A autoridade conta que ele descreveu, em depoimento, friamente, que na noite de quinta-feira, dia 29, ele quis sair com os “guris”, amigos dele, e ela não teria deixado. “Então eles começaram a brigar e ele pegou um fio e estrangulou ela. Uma vez que ele a estrangulou, decidiu, isso tudo contado por ele, esconder o corpo. Então, ele foi no vizinho, arrombou a casa e pegou um machado. Cortou as duas pernas, cortou na altura do joelho pra baixo, ficou só a parte da coxa. Depois cortou do cotovelo para baixo e botou em uma mala e largou em um matagal, na beira da BR-153, próximo ao Arco, no quilômetro 60”, destacou.
Na tarde de sexta, duas senhoras foram até a Delegacia, muito preocupadas, destacou a delegada. “Elas disseram que o parente delas, um adolescente, teria dito que matou a namorada e escondido o corpo. Com a denúncia, a gente foi verificar”, explicou.

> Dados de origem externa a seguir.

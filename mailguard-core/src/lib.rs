//! MailGuard Core Library
//!
//! Provides the business logic behind the MailGuard admin console:
//! - Admin API client (blacklisted domains, blacklisted emails, valid emails, validator)
//! - Resource tables (fetch / search / paginate / delete lifecycle)
//! - Dashboard shell (view selection, bulk add/edit modal, mutation routing)
//! - Auth guard and session persistence contract
//!
//! The library performs no terminal I/O. Front ends drive the state machines
//! and execute the requests they hand out.

pub mod client;
pub mod error;
pub mod http_client;
pub mod page_window;
pub mod services;
pub mod traits;
pub mod types;
pub mod utils;

#[cfg(test)]
mod test_utils;

// Re-export common types
pub use client::HttpAdminClient;
pub use error::{CoreError, CoreResult};
pub use page_window::{page_window, PageEntry};
pub use services::ServiceContext;
pub use traits::{AdminApi, SessionStore};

Carolina conta que então encontrou as partes do corpo num lugar, na casa, outras partes na casa do vizinho. A equipe da Delegacia Especializada em Repressão ao Crime Organizado (Draco/Bagé) auxiliou nas buscas. “Fomos atrás dele, que estava em um vizinho, e foi apreendido. Ele falou friamente que a matou pelo motivo que ela não queria deixar ele sair. Ele deixou a cabeça dela e o tronco nos arredores da casa onde eles moravam. É um horror esse crime, ele falou tranquilamente sobre o fato”, contou.
A Promotoria Especializada na Infância e Juventude já está atendendo o caso, que é tratado como feminicídio. A investigação está a cargo da Deam/Bagé.